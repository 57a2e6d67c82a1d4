//! Final run reports: JSON serialization and threshold gating.

use crate::coverage::CoverageSnapshot;
use crate::error::CubrirResult;
use crate::exec::ExecutionResult;
use crate::synth::SynthesisWarning;
use chrono::{DateTime, Utc};
use serde::{Deserialize, Serialize};
use std::path::Path;
use uuid::Uuid;

/// Minimum acceptable ratios for a run to pass.
///
/// Unset thresholds are not enforced.
#[derive(Debug, Clone, Copy, Default, PartialEq, Serialize, Deserialize)]
pub struct Thresholds {
    /// Minimum coverage ratio.
    pub min_coverage: Option<f64>,
    /// Minimum reliability ratio.
    pub min_reliability: Option<f64>,
    /// Minimum expectation match rate.
    pub min_match_rate: Option<f64>,
}

/// Complete record of one finished run.
#[derive(Debug, Clone, Serialize, Deserialize)]
pub struct RunReport {
    /// Unique run identifier.
    pub run_id: Uuid,
    /// Title from the spec's info block.
    pub spec_title: String,
    /// Server the run targeted.
    pub base_url: String,
    /// When the run started.
    pub started_at: DateTime<Utc>,
    /// When the run finished.
    pub finished_at: DateTime<Utc>,
    /// Whether the run was cancelled before completing.
    pub cancelled: bool,
    /// Cases synthesized for the run.
    pub case_count: usize,
    /// Synthesis warnings.
    pub warnings: Vec<SynthesisWarning>,
    /// Final coverage snapshot.
    pub snapshot: CoverageSnapshot,
    /// Every recorded result.
    pub results: Vec<ExecutionResult>,
}

impl RunReport {
    /// Human-readable reasons the run fails the thresholds. Empty means pass.
    #[must_use]
    pub fn threshold_failures(&self, thresholds: &Thresholds) -> Vec<String> {
        let mut failures = Vec::new();
        let mut check = |name: &str, actual: f64, min: Option<f64>| {
            if let Some(min) = min {
                if actual < min {
                    failures.push(format!("{name} {actual:.3} below threshold {min:.3}"));
                }
            }
        };
        check("coverage", self.snapshot.coverage, thresholds.min_coverage);
        check(
            "reliability",
            self.snapshot.reliability,
            thresholds.min_reliability,
        );
        check(
            "match rate",
            self.snapshot.match_rate,
            thresholds.min_match_rate,
        );
        failures
    }

    /// Whether the run meets every set threshold.
    #[must_use]
    pub fn meets_thresholds(&self, thresholds: &Thresholds) -> bool {
        self.threshold_failures(thresholds).is_empty()
    }

    /// Serialize the report as pretty-printed JSON.
    pub fn to_json(&self) -> CubrirResult<String> {
        Ok(serde_json::to_string_pretty(self)?)
    }

    /// Write the report as JSON to a file.
    pub fn write_json(&self, path: &Path) -> CubrirResult<()> {
        std::fs::write(path, self.to_json()?)?;
        Ok(())
    }
}

#[cfg(test)]
#[allow(clippy::unwrap_used, clippy::expect_used)]
mod tests {
    use super::*;
    use crate::coverage::CoverageMode;

    fn report(coverage: f64, reliability: f64, match_rate: f64) -> RunReport {
        RunReport {
            run_id: Uuid::new_v4(),
            spec_title: "Items".to_string(),
            base_url: "http://localhost:8080".to_string(),
            started_at: Utc::now(),
            finished_at: Utc::now(),
            cancelled: false,
            case_count: 4,
            warnings: vec![],
            snapshot: CoverageSnapshot {
                mode: CoverageMode::Endpoint,
                total_endpoints: 2,
                covered_endpoints: 2,
                coverage,
                reliability,
                match_rate,
                error_rate: 0.0,
                mean_latency_ms: 8.0,
                total_cases: 4,
                responded_cases: 4,
                matched_cases: 4,
                endpoints: vec![],
            },
            results: vec![],
        }
    }

    #[test]
    fn test_unset_thresholds_always_pass() {
        let report = report(0.0, 0.0, 0.0);
        assert!(report.meets_thresholds(&Thresholds::default()));
    }

    #[test]
    fn test_threshold_failures_name_each_miss() {
        let report = report(0.5, 0.9, 1.0);
        let thresholds = Thresholds {
            min_coverage: Some(0.8),
            min_reliability: Some(0.95),
            min_match_rate: Some(0.9),
        };
        let failures = report.threshold_failures(&thresholds);
        assert_eq!(failures.len(), 2);
        assert!(failures[0].contains("coverage"));
        assert!(failures[1].contains("reliability"));
        assert!(!report.meets_thresholds(&thresholds));
    }

    #[test]
    fn test_exact_threshold_passes() {
        let report = report(0.8, 1.0, 1.0);
        let thresholds = Thresholds {
            min_coverage: Some(0.8),
            ..Thresholds::default()
        };
        assert!(report.meets_thresholds(&thresholds));
    }

    #[test]
    fn test_write_json_round_trips() {
        let dir = tempfile::tempdir().unwrap();
        let path = dir.path().join("report.json");
        let report = report(1.0, 1.0, 1.0);
        report.write_json(&path).unwrap();
        let text = std::fs::read_to_string(&path).unwrap();
        let back: RunReport = serde_json::from_str(&text).unwrap();
        assert_eq!(back.run_id, report.run_id);
        assert_eq!(back.case_count, 4);
    }
}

**Exercise description:** Lines containing "contains": tally them across the records above and give the total alone.

**Task output:** 2